§ Directions:
Line count for "Some": state how many lines of the data below include it, and output nothing more.

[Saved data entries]
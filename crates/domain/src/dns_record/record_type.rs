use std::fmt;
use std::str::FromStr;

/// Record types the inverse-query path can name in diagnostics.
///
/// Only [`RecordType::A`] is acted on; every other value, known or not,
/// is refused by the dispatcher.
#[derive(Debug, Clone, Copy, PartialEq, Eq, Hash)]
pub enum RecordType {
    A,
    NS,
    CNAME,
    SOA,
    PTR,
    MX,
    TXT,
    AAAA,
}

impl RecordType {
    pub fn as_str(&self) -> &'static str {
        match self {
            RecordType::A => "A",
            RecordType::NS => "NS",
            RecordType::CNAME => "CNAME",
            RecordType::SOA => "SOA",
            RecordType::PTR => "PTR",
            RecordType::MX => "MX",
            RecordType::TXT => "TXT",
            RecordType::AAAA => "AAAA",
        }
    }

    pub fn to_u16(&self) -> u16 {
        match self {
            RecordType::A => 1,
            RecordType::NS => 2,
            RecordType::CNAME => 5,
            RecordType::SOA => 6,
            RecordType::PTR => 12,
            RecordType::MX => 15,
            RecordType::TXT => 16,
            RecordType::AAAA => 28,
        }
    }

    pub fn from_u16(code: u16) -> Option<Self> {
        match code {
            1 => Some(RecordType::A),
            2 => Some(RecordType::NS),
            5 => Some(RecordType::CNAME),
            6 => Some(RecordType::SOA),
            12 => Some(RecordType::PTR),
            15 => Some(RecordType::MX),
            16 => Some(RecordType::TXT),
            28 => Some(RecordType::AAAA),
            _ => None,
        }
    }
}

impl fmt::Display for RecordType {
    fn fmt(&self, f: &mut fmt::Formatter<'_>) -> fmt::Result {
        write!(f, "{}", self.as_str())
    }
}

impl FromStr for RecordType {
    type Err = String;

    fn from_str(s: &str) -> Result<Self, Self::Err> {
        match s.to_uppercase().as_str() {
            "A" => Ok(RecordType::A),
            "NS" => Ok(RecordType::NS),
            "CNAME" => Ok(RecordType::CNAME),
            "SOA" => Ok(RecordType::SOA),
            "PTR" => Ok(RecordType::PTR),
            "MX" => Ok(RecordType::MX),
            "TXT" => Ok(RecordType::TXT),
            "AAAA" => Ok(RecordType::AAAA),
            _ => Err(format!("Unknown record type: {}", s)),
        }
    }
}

§ Written answer:
8